The family pool before summer camp and during.
And then there’s the summer’s complex swim schedule, which Cote choreographs. While Sunset Rec’s ground-level park pool remains reserved for its regular patrons during the summer, the family pool between 12:30 and 3:30 p.m. becomes swim central for about 250 Camp Bruin Kid campers plus hundreds more non-camp kids and teens taking swimming lessons.
In December, Cote starts making reservations for field trips to Knotts Berry Farm and just about every other major theme park in Southern California, along with the California Science Center, the All American Melodrama Theater in Long Beach and other sites. With the field trips come complicated arrangements for transportation — this includes three buses required every Wednesday for Camp Bruin Kids, a daily bus for Camp Voyager and other transit needs, adding up to more than 100 bus round-trips throughout the summer.
In late winter and early spring, "we sit down and figure out what supplies we need and make sure we order enough for the entire summer," said Cote. Prominent on the long list are T-shirts, cleaning supplies and art supplies — paint, brushes, markers, construction paper and poster board. On the list but not purchased until the last minute are board games — Uno, Connect Four and more, which Cote picks up less expensively at local stores instead of buying them online.
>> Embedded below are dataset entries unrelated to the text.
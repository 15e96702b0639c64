//! Input/output helpers.
//!
//! - code-list catalog ingest (`catalog`)
//! - catalog and wide-table CSV sinks (`export`)

pub mod catalog;
pub mod export;

pub use catalog::*;
pub use export::*;
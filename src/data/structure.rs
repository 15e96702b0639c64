//! DataStructure client: code lists, concepts and key families.
//!
//! One GET per dataset returns the full structural description; it is
//! flattened into the three catalogs the rest of the system consumes. The
//! data pipeline only ever uses the code-list catalog (area codes and
//! names), but all three are extracted and persisted the same way.

use serde::Deserialize;
use tracing::info;

use crate::data::{DEFAULT_BASE_URL, OneOrMany, TextNode, get_json, text_or_empty};
use crate::domain::types::{CodeEntry, ConceptEntry, KeyFamilyComponent, StructureCatalog};
use crate::error::ExtractError;

/// Client for the DataStructure endpoint.
pub struct StructureClient {
    client: reqwest::blocking::Client,
    base_url: String,
}

impl StructureClient {
    pub fn new() -> Self {
        Self::with_base_url(DEFAULT_BASE_URL)
    }

    pub fn with_base_url(base_url: impl Into<String>) -> Self {
        Self {
            client: reqwest::blocking::Client::new(),
            base_url: base_url.into(),
        }
    }

    /// Fetch and flatten the structural description of `dataset`.
    pub fn fetch_catalog(&self, dataset: &str) -> Result<StructureCatalog, ExtractError> {
        let url = format!("{}/DataStructure/{dataset}", self.base_url);
        info!(%url, "fetching data structure");
        let envelope: StructureEnvelope = get_json(&self.client, &url)?;
        Ok(flatten(envelope))
    }
}

impl Default for StructureClient {
    fn default() -> Self {
        Self::new()
    }
}

#[derive(Debug, Deserialize)]
struct StructureEnvelope {
    #[serde(rename = "Structure")]
    structure: StructureNode,
}

#[derive(Debug, Deserialize)]
struct StructureNode {
    #[serde(rename = "CodeLists", default)]
    code_lists: Option<CodeListsNode>,
    #[serde(rename = "Concepts", default)]
    concepts: Option<ConceptsNode>,
    #[serde(rename = "KeyFamilies", default)]
    key_families: Option<KeyFamiliesNode>,
}

#[derive(Debug, Deserialize)]
struct CodeListsNode {
    #[serde(rename = "CodeList", default)]
    lists: OneOrMany<CodeListNode>,
}

#[derive(Debug, Deserialize)]
struct CodeListNode {
    #[serde(rename = "@id", default)]
    id: String,
    #[serde(rename = "Name", default)]
    name: Option<TextNode>,
    #[serde(rename = "Code", default)]
    codes: OneOrMany<CodeNode>,
}

#[derive(Debug, Deserialize)]
struct CodeNode {
    #[serde(rename = "@value", default)]
    value: String,
    #[serde(rename = "Description", default)]
    description: Option<TextNode>,
}

// Concepts appear either directly under `Concepts` or nested in one or more
// `ConceptScheme` elements, depending on the dataset.
#[derive(Debug, Deserialize)]
struct ConceptsNode {
    #[serde(rename = "ConceptScheme", default)]
    schemes: OneOrMany<ConceptSchemeNode>,
    #[serde(rename = "Concept", default)]
    concepts: OneOrMany<ConceptNode>,
}

#[derive(Debug, Deserialize)]
struct ConceptSchemeNode {
    #[serde(rename = "Concept", default)]
    concepts: OneOrMany<ConceptNode>,
}

#[derive(Debug, Deserialize)]
struct ConceptNode {
    #[serde(rename = "@id", default)]
    id: String,
    #[serde(rename = "Name", default)]
    name: Option<TextNode>,
    #[serde(rename = "Description", default)]
    description: Option<TextNode>,
}

#[derive(Debug, Deserialize)]
struct KeyFamiliesNode {
    #[serde(rename = "KeyFamily", default)]
    families: OneOrMany<KeyFamilyNode>,
}

#[derive(Debug, Deserialize)]
struct KeyFamilyNode {
    #[serde(rename = "@id", default)]
    id: String,
    #[serde(rename = "Name", default)]
    name: Option<TextNode>,
    #[serde(rename = "Components", default)]
    components: Option<ComponentsNode>,
}

#[derive(Debug, Deserialize)]
struct ComponentsNode {
    #[serde(rename = "Dimension", default)]
    dimensions: OneOrMany<ComponentNode>,
    #[serde(rename = "TimeDimension", default)]
    time_dimensions: OneOrMany<ComponentNode>,
    #[serde(rename = "PrimaryMeasure", default)]
    primary_measures: OneOrMany<ComponentNode>,
    #[serde(rename = "Attribute", default)]
    attributes: OneOrMany<ComponentNode>,
}

#[derive(Debug, Deserialize)]
struct ComponentNode {
    #[serde(rename = "@conceptRef", default)]
    concept_ref: String,
}

fn flatten(envelope: StructureEnvelope) -> StructureCatalog {
    let structure = envelope.structure;
    let mut catalog = StructureCatalog::default();

    if let Some(node) = structure.code_lists {
        for list in node.lists.into_vec() {
            let list_name = text_or_empty(list.name);
            for code in list.codes.into_vec() {
                catalog.code_lists.push(CodeEntry {
                    list_id: list.id.clone(),
                    list_name: list_name.clone(),
                    value: code.value,
                    description: text_or_empty(code.description),
                });
            }
        }
    }

    if let Some(node) = structure.concepts {
        let mut concepts = node.concepts.into_vec();
        for scheme in node.schemes.into_vec() {
            concepts.extend(scheme.concepts.into_vec());
        }
        for concept in concepts {
            catalog.concepts.push(ConceptEntry {
                id: concept.id,
                name: text_or_empty(concept.name),
                description: text_or_empty(concept.description),
            });
        }
    }

    if let Some(node) = structure.key_families {
        for family in node.families.into_vec() {
            let family_name = text_or_empty(family.name);
            let Some(components) = family.components else {
                continue;
            };
            let mut push = |component_type: &str, nodes: OneOrMany<ComponentNode>| {
                for component in nodes.into_vec() {
                    catalog.key_families.push(KeyFamilyComponent {
                        family_id: family.id.clone(),
                        family_name: family_name.clone(),
                        component_type: component_type.to_string(),
                        concept_ref: component.concept_ref,
                    });
                }
            };
            push("Dimension", components.dimensions);
            push("TimeDimension", components.time_dimensions);
            push("PrimaryMeasure", components.primary_measures);
            push("Attribute", components.attributes);
        }
    }

    catalog
}
//! Utility functions shared by the fetcher, the mapping rules and the writer.
//!
//! - **Text processing**: character-safe truncation, HTML stripping, list splitting
//! - **URL normalization**: shop API origin and storefront base URL
//!
//! # Examples
//!
//! ```
//! use shopfeed::util::{split_list, truncate_chars};
//!
//! let tags = split_list(Some("nike, sneakers"), ',');
//! assert_eq!(tags, vec!["nike", "sneakers"]);
//!
//! let title = truncate_chars("A very long product title", 10);
//! assert_eq!(title, "A very ...");
//! ```

mod shop_url;
mod text;

pub use shop_url::{normalize_base_url, normalize_shop_url, UrlError};
pub use text::{split_list, strip_control_chars, strip_html, truncate_chars, ELLIPSIS};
Counselor recruitment starts in the spring too. This year, 125 counselors were hired from 175 candidates interviewed and a much larger field of total applicants. Counselors get 45 hours of training, with much of it taking place in the Buena Vista Room, the largest in the Sunset Rec complex. But during camp setup week, the room’s floor was spread with poster board, markers and paints as counselors drew dozens of signs, pointing campers and counselors to the right activity and program.
Among the sign-makers was Abigail "Abalicious" Hamilton, coordinator for Camp Voyager. Starting out as a counselor the summer after graduating from high school, Hamilton is still at it 15 years later, although now her summers are vacation time from her job as a language arts teacher at the Hollywood School House.
"I love it, but it’s hard work," said Hamilton of her camp experience. "Just this past Friday, I finished packing up my classroom, and Saturday, training started here." Managing a crew of four counselors, she will spend the next 10 weeks taking more than 300 campers surfing at Venice Beach, sailing and kayaking at Marina Aquatic Center, rock-wall-climbing at the Wooden Center and field trips.
Abigail "Abalicious" Hamilton leads Camp Voyayer.
"It’s a long day — 7:30 a.m. to 5:30 p.m. — but you don’t think about it while it’s happening. Then you go to your car, and you want to sleep," Hamilton said. And at the end of the summer, she added, "Everyone asks me, ‘Are you coming back next year?’ I always say I’m not sure. … But every year, I’m back. It’s just been a phenomenal experience."